**What the task requires:** Retype, word for word, each line between the lines holding "filename src/convert.rs" and "pub struct Conversion", inclusive, and leave the rest of the data alone.
(Supplied records begins)
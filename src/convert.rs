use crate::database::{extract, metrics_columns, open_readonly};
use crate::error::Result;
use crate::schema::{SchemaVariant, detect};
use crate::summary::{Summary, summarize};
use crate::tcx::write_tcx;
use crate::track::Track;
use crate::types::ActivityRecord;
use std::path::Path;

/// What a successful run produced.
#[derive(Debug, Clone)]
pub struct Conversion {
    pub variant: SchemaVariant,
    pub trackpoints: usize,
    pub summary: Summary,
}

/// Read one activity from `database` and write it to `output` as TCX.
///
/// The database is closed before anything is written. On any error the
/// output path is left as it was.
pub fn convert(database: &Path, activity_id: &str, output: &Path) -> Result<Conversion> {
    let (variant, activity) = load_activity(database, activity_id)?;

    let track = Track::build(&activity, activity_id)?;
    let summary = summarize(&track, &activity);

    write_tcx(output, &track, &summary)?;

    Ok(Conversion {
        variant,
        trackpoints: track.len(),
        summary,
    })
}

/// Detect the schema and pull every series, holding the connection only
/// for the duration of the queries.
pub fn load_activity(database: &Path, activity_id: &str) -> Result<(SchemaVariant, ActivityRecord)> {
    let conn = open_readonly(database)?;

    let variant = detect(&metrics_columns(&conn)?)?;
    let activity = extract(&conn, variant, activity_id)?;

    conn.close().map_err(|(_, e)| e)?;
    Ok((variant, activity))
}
(Supplied records ends)
(Supplied records begins)
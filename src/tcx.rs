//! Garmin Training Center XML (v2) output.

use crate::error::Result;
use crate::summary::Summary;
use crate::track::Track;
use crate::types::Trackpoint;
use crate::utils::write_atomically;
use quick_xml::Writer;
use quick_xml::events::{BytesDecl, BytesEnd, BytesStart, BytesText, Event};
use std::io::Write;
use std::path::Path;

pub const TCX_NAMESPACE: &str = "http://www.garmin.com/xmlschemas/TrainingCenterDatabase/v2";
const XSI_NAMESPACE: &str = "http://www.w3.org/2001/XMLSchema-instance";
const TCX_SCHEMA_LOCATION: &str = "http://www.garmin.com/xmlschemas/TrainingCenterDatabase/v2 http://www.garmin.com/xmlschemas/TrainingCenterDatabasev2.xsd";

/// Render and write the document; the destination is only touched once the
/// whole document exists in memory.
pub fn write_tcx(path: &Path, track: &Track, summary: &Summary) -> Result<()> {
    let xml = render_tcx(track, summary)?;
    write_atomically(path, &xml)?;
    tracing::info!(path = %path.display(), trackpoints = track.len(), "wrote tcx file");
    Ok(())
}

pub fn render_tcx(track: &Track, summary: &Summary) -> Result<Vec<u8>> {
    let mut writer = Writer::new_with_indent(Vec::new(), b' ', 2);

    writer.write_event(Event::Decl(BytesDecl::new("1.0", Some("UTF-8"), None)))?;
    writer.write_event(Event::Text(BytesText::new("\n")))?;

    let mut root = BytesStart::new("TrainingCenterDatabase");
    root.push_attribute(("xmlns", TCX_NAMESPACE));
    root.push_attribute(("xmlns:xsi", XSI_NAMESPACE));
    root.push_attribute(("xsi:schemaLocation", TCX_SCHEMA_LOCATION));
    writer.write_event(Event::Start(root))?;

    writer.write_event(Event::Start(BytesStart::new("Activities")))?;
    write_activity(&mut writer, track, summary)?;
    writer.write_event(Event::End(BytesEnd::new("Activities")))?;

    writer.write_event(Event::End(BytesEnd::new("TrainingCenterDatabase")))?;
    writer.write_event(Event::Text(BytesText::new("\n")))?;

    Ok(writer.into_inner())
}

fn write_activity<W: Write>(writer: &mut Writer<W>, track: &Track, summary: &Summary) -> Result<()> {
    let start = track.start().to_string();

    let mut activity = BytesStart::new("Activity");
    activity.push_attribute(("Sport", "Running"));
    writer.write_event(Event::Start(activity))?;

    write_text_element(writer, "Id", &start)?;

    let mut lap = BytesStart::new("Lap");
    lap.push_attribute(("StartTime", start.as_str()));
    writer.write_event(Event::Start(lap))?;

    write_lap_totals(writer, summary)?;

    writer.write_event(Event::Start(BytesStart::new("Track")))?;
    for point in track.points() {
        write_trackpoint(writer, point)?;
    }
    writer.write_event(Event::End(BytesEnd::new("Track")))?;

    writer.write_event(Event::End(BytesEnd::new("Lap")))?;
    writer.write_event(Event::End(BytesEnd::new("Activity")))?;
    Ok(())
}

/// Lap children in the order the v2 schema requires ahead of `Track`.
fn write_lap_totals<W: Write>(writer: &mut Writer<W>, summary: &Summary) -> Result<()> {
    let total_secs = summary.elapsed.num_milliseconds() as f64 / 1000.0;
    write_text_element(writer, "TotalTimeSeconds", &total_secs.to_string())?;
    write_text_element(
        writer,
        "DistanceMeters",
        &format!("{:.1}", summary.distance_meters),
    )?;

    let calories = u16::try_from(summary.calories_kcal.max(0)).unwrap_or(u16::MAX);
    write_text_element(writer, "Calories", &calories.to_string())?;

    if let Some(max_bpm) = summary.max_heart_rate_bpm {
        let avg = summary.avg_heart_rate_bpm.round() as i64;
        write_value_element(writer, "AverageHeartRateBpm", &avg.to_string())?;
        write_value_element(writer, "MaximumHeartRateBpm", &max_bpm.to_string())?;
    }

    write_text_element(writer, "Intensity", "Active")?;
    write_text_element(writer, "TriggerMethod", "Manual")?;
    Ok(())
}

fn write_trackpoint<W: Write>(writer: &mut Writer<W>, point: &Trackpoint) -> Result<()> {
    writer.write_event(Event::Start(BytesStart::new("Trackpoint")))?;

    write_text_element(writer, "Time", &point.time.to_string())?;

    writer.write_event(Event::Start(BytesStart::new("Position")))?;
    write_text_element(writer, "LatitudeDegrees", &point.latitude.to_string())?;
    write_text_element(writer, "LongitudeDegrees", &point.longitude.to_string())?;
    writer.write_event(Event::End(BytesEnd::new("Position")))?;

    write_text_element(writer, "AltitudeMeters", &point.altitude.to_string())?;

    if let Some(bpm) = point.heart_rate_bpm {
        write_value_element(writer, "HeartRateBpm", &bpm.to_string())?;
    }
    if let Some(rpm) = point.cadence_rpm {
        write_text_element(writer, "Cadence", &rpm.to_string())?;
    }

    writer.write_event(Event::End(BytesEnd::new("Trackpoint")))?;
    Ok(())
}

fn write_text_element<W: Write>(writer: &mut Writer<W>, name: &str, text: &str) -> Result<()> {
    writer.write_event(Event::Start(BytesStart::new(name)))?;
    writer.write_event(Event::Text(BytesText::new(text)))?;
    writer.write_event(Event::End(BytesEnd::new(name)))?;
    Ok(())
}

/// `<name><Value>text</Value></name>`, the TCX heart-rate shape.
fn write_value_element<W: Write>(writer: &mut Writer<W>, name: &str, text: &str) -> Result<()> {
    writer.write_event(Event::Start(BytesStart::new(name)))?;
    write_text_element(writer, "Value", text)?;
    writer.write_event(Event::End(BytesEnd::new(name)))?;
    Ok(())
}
(Supplied records ends)
(Supplied records begins)
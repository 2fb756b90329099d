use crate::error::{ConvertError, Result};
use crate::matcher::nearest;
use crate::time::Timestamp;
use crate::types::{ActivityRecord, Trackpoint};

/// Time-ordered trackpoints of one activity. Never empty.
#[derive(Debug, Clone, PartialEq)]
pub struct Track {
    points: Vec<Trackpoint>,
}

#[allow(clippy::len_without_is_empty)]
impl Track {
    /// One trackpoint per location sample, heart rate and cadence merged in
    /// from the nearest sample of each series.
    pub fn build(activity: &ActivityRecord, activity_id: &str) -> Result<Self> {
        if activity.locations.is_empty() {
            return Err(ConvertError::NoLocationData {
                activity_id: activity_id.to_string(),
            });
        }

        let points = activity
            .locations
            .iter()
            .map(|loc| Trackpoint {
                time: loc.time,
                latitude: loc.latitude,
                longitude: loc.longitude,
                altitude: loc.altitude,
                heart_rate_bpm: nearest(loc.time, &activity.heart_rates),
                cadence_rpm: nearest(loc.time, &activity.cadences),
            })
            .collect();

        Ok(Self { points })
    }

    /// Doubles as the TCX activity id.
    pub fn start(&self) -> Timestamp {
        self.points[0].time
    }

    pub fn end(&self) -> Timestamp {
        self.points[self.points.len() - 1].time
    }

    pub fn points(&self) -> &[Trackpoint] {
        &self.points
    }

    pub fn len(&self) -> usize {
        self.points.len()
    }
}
(Supplied records ends)
**Result for this exercise:**
filename src/convert.rs
use crate::database::{extract, metrics_columns, open_readonly};
use crate::error::Result;
use crate::schema::{SchemaVariant, detect};
use crate::summary::{Summary, summarize};
use crate::tcx::write_tcx;
use crate::track::Track;
use crate::types::ActivityRecord;
use std::path::Path;

/// What a successful run produced.
#[derive(Debug, Clone)]
pub struct Conversion {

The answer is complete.